Task instructions
Would you write out all the records again, exactly?

(Stored data entries)
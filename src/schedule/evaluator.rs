//! Due-pump evaluator and actuator sequencer.
//!
//! Walks the four slots in index order, runs every due pump for its
//! configured on-time, books the assumed volume against the water budget
//! and re-arms the countdown. Pumps share one supply rail, so a settle
//! pause separates consecutive slots whether or not either pump ran.
//!
//! ```text
//!  slot 0 ──[due?]──▶ ON ─ hold ─ OFF ─ deduct ─ rearm
//!     │ settle
//!  slot 1 ──[due?]──▶ …
//!     │ settle
//!   …
//!  grouped NVS write (countdowns + water) ─▶ WaterLevel telemetry
//! ```
//!
//! There is no flow sensor. Delivery is assumed, never verified.

use log::{info, warn};

use crate::app::events::AppEvent;
use crate::app::ports::{ActuatorPort, EventSink, StoragePort};
use crate::config::NUMBER_OF_PUMPS;

use super::state::ScheduleState;

/// One pump run performed during a pass.
#[derive(Debug, Clone, Copy, PartialEq, Eq)]
pub struct Activation {
    /// 0-based pump index.
    pub pump: usize,
    pub duration_ms: u32,
    pub volume_ml: u32,
}

/// Result of a completed pass.
#[derive(Debug, Clone, PartialEq, Eq)]
pub struct EvaluationReport {
    pub activations: heapless::Vec<Activation, NUMBER_OF_PUMPS>,
    pub remaining_water_ml: i32,
    /// `false` if the grouped write failed; the in-memory state is still
    /// authoritative for the rest of this wake cycle.
    pub persisted: bool,
}

#[derive(Debug, Clone, PartialEq, Eq)]
pub enum EvaluationOutcome {
    /// Budget was already ≤ 0. No pump ran, no countdown changed.
    SkippedEmpty { remaining_water_ml: i32 },
    Completed(EvaluationReport),
}

impl EvaluationOutcome {
    pub fn activations(&self) -> &[Activation] {
        match self {
            Self::SkippedEmpty { .. } => &[],
            Self::Completed(report) => &report.activations,
        }
    }
}

/// Run every due pump once.
pub fn run_due_pumps(
    state: &mut ScheduleState,
    settle_ms: u32,
    hw: &mut impl ActuatorPort,
    store: &mut impl StoragePort,
    sink: &mut impl EventSink,
) -> EvaluationOutcome {
    if state.budget.is_empty() {
        warn!(
            "Evaluator: reservoir empty ({}mL), skipping pass",
            state.budget.remaining_water_ml
        );
        sink.emit(&AppEvent::WaterEmpty {
            remaining_ml: state.budget.remaining_water_ml,
        });
        return EvaluationOutcome::SkippedEmpty {
            remaining_water_ml: state.budget.remaining_water_ml,
        };
    }

    let mut activations = heapless::Vec::new();

    for index in 0..NUMBER_OF_PUMPS {
        if index > 0 {
            hw.delay_ms(settle_ms);
        }

        let slot = &mut state.pumps[index];
        if !slot.is_due() {
            continue;
        }

        let amount = slot.amount();
        info!(
            "Evaluator: pump {} due ({}h), running {}ms for {}mL",
            index + 1,
            slot.hours_until_due,
            amount.duration_ms,
            amount.volume_ml
        );
        hw.pump_on(index);
        hw.delay_ms(amount.duration_ms);
        hw.pump_off(index);

        state.budget.deduct(amount.volume_ml);
        slot.rearm();

        let activation = Activation {
            pump: index,
            duration_ms: amount.duration_ms,
            volume_ml: amount.volume_ml,
        };
        let _ = activations.push(activation);
        sink.emit(&AppEvent::PumpActivated(activation));

        if state.budget.is_empty() {
            warn!(
                "Evaluator: reservoir estimated empty after pump {} ({}mL)",
                index + 1,
                state.budget.remaining_water_ml
            );
        }
    }

    let persisted = match state.persist_progress(store) {
        Ok(()) => true,
        Err(e) => {
            warn!("Evaluator: persisting progress failed: {}", e);
            false
        }
    };

    sink.emit(&AppEvent::WaterLevel {
        remaining_ml: state.budget.remaining_water_ml,
    });

    EvaluationOutcome::Completed(EvaluationReport {
        activations,
        remaining_water_ml: state.budget.remaining_water_ml,
        persisted,
    })
}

Answer to this task
filename src/schedule/evaluator.rs
//! Due-pump evaluator and actuator sequencer.
//!
//! Walks the four slots in index order, runs every due pump for its
//! configured on-time, books the assumed volume against the water budget
//! and re-arms the countdown. Pumps share one supply rail, so a settle
//! pause separates consecutive slots whether or not either pump ran.
//!
//! ```text
//!  slot 0 ──[due?]──▶ ON ─ hold ─ OFF ─ deduct ─ rearm
//!     │ settle
//!  slot 1 ──[due?]──▶ …
//!     │ settle
//!   …
//!  grouped NVS write (countdowns + water) ─▶ WaterLevel telemetry
//! ```
//!
//! There is no flow sensor. Delivery is assumed, never verified.

use log::{info, warn};

use crate::app::events::AppEvent;
use crate::app::ports::{ActuatorPort, EventSink, StoragePort};
use crate::config::NUMBER_OF_PUMPS;

use super::state::ScheduleState;

/// One pump run performed during a pass.
#[derive(Debug, Clone, Copy, PartialEq, Eq)]
pub struct Activation {
    /// 0-based pump index.
    pub pump: usize,
    pub duration_ms: u32,
    pub volume_ml: u32,
}

/// Result of a completed pass.
#[derive(Debug, Clone, PartialEq, Eq)]
pub struct EvaluationReport {
    pub activations: heapless::Vec<Activation, NUMBER_OF_PUMPS>,
    pub remaining_water_ml: i32,
    /// `false` if the grouped write failed; the in-memory state is still
    /// authoritative for the rest of this wake cycle.
    pub persisted: bool,
}

#[derive(Debug, Clone, PartialEq, Eq)]
pub enum EvaluationOutcome {
    /// Budget was already ≤ 0. No pump ran, no countdown changed.
    SkippedEmpty { remaining_water_ml: i32 },
    Completed(EvaluationReport),
}

impl EvaluationOutcome {
    pub fn activations(&self) -> &[Activation] {
        match self {
            Self::SkippedEmpty { .. } => &[],
            Self::Completed(report) => &report.activations,
        }
    }
}

/// Run every due pump once.
pub fn run_due_pumps(
    state: &mut ScheduleState,
    settle_ms: u32,
    hw: &mut impl ActuatorPort,
    store: &mut impl StoragePort,
    sink: &mut impl EventSink,
) -> EvaluationOutcome {
    if state.budget.is_empty() {
        warn!(
            "Evaluator: reservoir empty ({}mL), skipping pass",
            state.budget.remaining_water_ml
        );
        sink.emit(&AppEvent::WaterEmpty {
            remaining_ml: state.budget.remaining_water_ml,
        });
        return EvaluationOutcome::SkippedEmpty {
            remaining_water_ml: state.budget.remaining_water_ml,
        };
    }

    let mut activations = heapless::Vec::new();

    for index in 0..NUMBER_OF_PUMPS {
        if index > 0 {
            hw.delay_ms(settle_ms);
        }

        let slot = &mut state.pumps[index];
        if !slot.is_due() {
            continue;
        }

        let amount = slot.amount();
        info!(
            "Evaluator: pump {} due ({}h), running {}ms for {}mL",
            index + 1,
            slot.hours_until_due,
            amount.duration_ms,
            amount.volume_ml
        );
        hw.pump_on(index);
        hw.delay_ms(amount.duration_ms);
        hw.pump_off(index);

        state.budget.deduct(amount.volume_ml);
        slot.rearm();

        let activation = Activation {
            pump: index,
            duration_ms: amount.duration_ms,
            volume_ml: amount.volume_ml,
        };
        let _ = activations.push(activation);
        sink.emit(&AppEvent::PumpActivated(activation));

        if state.budget.is_empty() {
            warn!(
                "Evaluator: reservoir estimated empty after pump {} ({}mL)",
                index + 1,
                state.budget.remaining_water_ml
            );
        }
    }

    let persisted = match state.persist_progress(store) {
        Ok(()) => true,
        Err(e) => {
            warn!("Evaluator: persisting progress failed: {}", e);
            false
        }
    };

    sink.emit(&AppEvent::WaterLevel {
        remaining_ml: state.budget.remaining_water_ml,
    });

    EvaluationOutcome::Completed(EvaluationReport {
        activations,
        remaining_water_ml: state.budget.remaining_water_ml,
        persisted,
    })
}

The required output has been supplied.